__STUDY MATERIAL__:
━━━━

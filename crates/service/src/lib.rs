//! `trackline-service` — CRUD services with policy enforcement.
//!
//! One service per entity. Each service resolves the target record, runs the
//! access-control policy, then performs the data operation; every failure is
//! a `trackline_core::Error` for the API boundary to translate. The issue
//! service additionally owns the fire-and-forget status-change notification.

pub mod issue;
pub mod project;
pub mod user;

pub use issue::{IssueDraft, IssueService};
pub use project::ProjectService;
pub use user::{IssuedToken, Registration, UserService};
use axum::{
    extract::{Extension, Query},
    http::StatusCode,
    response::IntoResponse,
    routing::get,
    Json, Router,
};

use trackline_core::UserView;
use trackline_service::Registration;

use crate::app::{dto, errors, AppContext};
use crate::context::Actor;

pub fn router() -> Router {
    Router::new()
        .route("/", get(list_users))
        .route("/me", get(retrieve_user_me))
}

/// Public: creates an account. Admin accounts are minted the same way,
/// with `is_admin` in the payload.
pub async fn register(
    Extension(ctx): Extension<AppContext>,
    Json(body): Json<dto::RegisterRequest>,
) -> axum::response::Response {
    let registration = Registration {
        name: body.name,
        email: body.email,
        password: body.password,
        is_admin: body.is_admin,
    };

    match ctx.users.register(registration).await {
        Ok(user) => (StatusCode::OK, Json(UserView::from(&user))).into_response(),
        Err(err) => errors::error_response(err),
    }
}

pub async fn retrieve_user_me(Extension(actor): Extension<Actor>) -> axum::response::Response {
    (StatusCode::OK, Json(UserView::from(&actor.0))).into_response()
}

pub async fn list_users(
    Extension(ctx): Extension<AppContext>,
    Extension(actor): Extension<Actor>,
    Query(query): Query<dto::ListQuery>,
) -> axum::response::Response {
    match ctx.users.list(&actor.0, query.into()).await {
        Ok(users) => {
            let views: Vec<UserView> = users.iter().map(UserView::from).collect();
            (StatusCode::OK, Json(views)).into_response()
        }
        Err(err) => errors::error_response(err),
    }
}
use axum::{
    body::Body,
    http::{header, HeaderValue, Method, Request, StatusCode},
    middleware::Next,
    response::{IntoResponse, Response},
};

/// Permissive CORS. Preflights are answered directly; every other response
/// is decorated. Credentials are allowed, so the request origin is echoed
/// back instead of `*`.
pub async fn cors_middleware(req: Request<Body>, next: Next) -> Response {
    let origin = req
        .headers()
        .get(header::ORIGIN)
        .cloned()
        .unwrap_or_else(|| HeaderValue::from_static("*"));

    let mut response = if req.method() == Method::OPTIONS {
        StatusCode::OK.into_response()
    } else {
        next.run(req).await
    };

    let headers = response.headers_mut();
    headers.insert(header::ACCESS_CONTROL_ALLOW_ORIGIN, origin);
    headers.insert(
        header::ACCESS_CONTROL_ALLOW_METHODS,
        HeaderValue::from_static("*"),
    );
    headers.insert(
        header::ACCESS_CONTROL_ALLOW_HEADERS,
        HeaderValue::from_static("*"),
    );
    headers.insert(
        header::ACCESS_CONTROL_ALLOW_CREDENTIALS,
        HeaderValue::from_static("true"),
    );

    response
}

━━━━

__REQUIREMENT__: Answer with a single number: the count of lines above that contain the string "UserView".

__ANSWER FOR THE TASK__: 4